Personal information
- Full name: Jeffrey Barker
- Date of birth: 16 October 1915
- Place of birth: Scunthorpe, England
- Date of death: March 1985 (aged 69)
- Place of death: Scunthorpe, England
- Position: Defender

Youth career
- Goole Town

Senior career*
- Years: Team / Apps / (Gls)
- 1935–1936: Scunthorpe and Lindsey United / ? / (?)
- 1936–1945: Aston Villa / 3 / (0)
- 1945–1948: Huddersfield Town / 67 / (0)
- 1948–1952: Scunthorpe United / 73 / (1)

Managerial career
- 1974: Scunthorpe United (caretaker)

= Jeff Barker (footballer) =

English footballer and manager

Jeffrey Barker (16 October 1915 – March 1985) was a professional footballer.

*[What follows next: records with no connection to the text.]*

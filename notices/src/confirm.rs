//! Confirmation broker: an awaitable yes/no question for the user.
//!
//! DESIGN
//! ======
//! The broker holds at most one pending request. Callers get a
//! [`Confirmation`] future back from [`ConfirmBroker::request`]; the
//! presentation layer reads [`ConfirmBroker::pending`] to render a modal and
//! calls [`ConfirmBroker::resolve`] when the user answers.
//!
//! A request that arrives while another is pending supersedes it: the earlier
//! future settles with `false` as if the user had cancelled. Dropping the
//! broker settles any pending future with `false` too, so a `Confirmation`
//! never hangs once its broker is gone.

#[cfg(test)]
#[path = "confirm_test.rs"]
mod confirm_test;

use std::fmt;
use std::future::Future;
use std::pin::Pin;
use std::task::{Context, Poll};

use futures::FutureExt;
use futures::channel::oneshot;

/// Presentation hint for the confirm button.
#[derive(Clone, Copy, Debug, Default, PartialEq, Eq, Hash)]
pub enum Severity {
    Danger,
    #[default]
    Warning,
    Info,
}

impl Severity {
    #[must_use]
    pub fn as_str(self) -> &'static str {
        match self {
            Self::Danger => "danger",
            Self::Warning => "warning",
            Self::Info => "info",
        }
    }
}

/// What to ask and how to label the answers.
#[derive(Clone, Debug, PartialEq, Eq)]
pub struct ConfirmOptions {
    pub title: Option<String>,
    pub message: String,
    pub confirm_label: String,
    pub cancel_label: String,
    pub severity: Severity,
}

impl ConfirmOptions {
    #[must_use]
    pub fn new(message: impl Into<String>) -> Self {
        Self {
            title: None,
            message: message.into(),
            confirm_label: "OK".to_owned(),
            cancel_label: "Cancel".to_owned(),
            severity: Severity::default(),
        }
    }

    #[must_use]
    pub fn title(mut self, title: impl Into<String>) -> Self {
        self.title = Some(title.into());
        self
    }

    #[must_use]
    pub fn confirm_label(mut self, label: impl Into<String>) -> Self {
        self.confirm_label = label.into();
        self
    }

    #[must_use]
    pub fn cancel_label(mut self, label: impl Into<String>) -> Self {
        self.cancel_label = label.into();
        self
    }

    #[must_use]
    pub fn severity(mut self, severity: Severity) -> Self {
        self.severity = severity;
        self
    }

    /// Shorthand for a destructive action.
    #[must_use]
    pub fn danger(self) -> Self {
        self.severity(Severity::Danger)
    }
}

/// Identifier of a confirmation request, unique per broker.
#[derive(Clone, Copy, Debug, PartialEq, Eq, Hash, PartialOrd, Ord)]
pub struct ConfirmId(u64);

impl fmt::Display for ConfirmId {
    fn fmt(&self, f: &mut fmt::Formatter<'_>) -> fmt::Result {
        write!(f, "confirm-{}", self.0)
    }
}

/// Future returned by [`ConfirmBroker::request`].
///
/// Resolves to `true` when the user confirms and `false` on cancel, backdrop
/// dismissal, supersession or broker teardown.
#[derive(Debug)]
#[must_use = "a confirmation does nothing unless awaited"]
pub struct Confirmation {
    rx: oneshot::Receiver<bool>,
}

impl Confirmation {
    /// A confirmation that is already answered.
    pub fn settled(answer: bool) -> Self {
        let (tx, rx) = oneshot::channel();
        let _ = tx.send(answer);
        Self { rx }
    }
}

impl Future for Confirmation {
    type Output = bool;

    fn poll(mut self: Pin<&mut Self>, cx: &mut Context<'_>) -> Poll<bool> {
        // A dropped sender means the request was abandoned: treat as cancel.
        self.rx.poll_unpin(cx).map(|answer| answer.unwrap_or(false))
    }
}

#[derive(Debug)]
struct Pending {
    id: ConfirmId,
    options: ConfirmOptions,
    resolver: oneshot::Sender<bool>,
}

/// Single-slot holder of the outstanding confirmation request.
#[derive(Debug, Default)]
pub struct ConfirmBroker {
    pending: Option<Pending>,
    next_id: u64,
}

impl ConfirmBroker {
    #[must_use]
    pub fn new() -> Self {
        Self::default()
    }

    /// Ask the user a question. Supersedes any request still pending.
    pub fn request(&mut self, options: ConfirmOptions) -> Confirmation {
        if let Some(previous) = self.pending.take() {
            log::warn!("{} superseded before the user answered; settling as cancelled", previous.id);
            let _ = previous.resolver.send(false);
        }

        self.next_id += 1;
        let id = ConfirmId(self.next_id);
        let (resolver, rx) = oneshot::channel();
        log::debug!("{id} requested: {}", options.message);
        self.pending = Some(Pending { id, options, resolver });
        Confirmation { rx }
    }

    /// Deliver the user's answer and clear the slot.
    ///
    /// Returns `false` without doing anything when no request is pending.
    pub fn resolve(&mut self, answer: bool) -> bool {
        let Some(pending) = self.pending.take() else {
            return false;
        };
        log::debug!("{} resolved: {answer}", pending.id);
        // The caller may have stopped awaiting; an unread answer is fine.
        let _ = pending.resolver.send(answer);
        true
    }

    /// Cancel the pending request (backdrop click, Escape).
    pub fn cancel(&mut self) -> bool {
        self.resolve(false)
    }

    #[must_use]
    pub fn pending(&self) -> Option<&ConfirmOptions> {
        self.pending.as_ref().map(|p| &p.options)
    }

    #[must_use]
    pub fn pending_id(&self) -> Option<ConfirmId> {
        self.pending.as_ref().map(|p| p.id)
    }

    #[must_use]
    pub fn is_pending(&self) -> bool {
        self.pending.is_some()
    }
}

He started his career at Goole Town, before joining Scunthorpe and Lindsey United in 1935. After a year in the Midland League, his exceptional skills got him signed up by Aston Villa for a fee of £400 in November 1936.

He remained at Villa for ten years but only managed three league appearances, before his career was interrupted by World War II. In September 1939, he played in the Villa Reserves last pre-war game at home to Derby County. On 4th September the Government announced a ban on Sport to prevent crowds gathering. Villa's League match away to Wolves was one of over thirty mid-week League fixtures called-off. Villa Park found itself in an evacuation district designated under the British Government's civilian evacuation scheme. The Police Chief Constable of Birmingham, C.C.H Moriarty, intimated that he would not sanction football matches within the city of Birmingham. The Football League's Scheme for War-time football proposed to limit gates to 8,000 in evacuation areas. With their large overheads, the directors of Aston Villa and Sunderland announced their intention to close down. The manager and players were paid off whilst Villa Park was commandeered by the War Office. Villa's players quickly found war-time employment. Barker became a constable in Birmingham City Police.

Barker continued to play for Villa in the wartime leagues, making six appearances and also guested for Blackpool, Rochdale, Walsall, Watford and Huddersfield Town. In August 1942, he made a single guest appearance for Dundee United in Scotland.

After the war, he joined Huddersfield Town in November 1945, where he made 67 appearances before returning to Scunthorpe United in August 1948.

In 1974, he was in charge of "the Iron" for three games while a new manager was being approached.

He died in 1985 in Scunthorpe.

His son John also played for Scunthorpe United.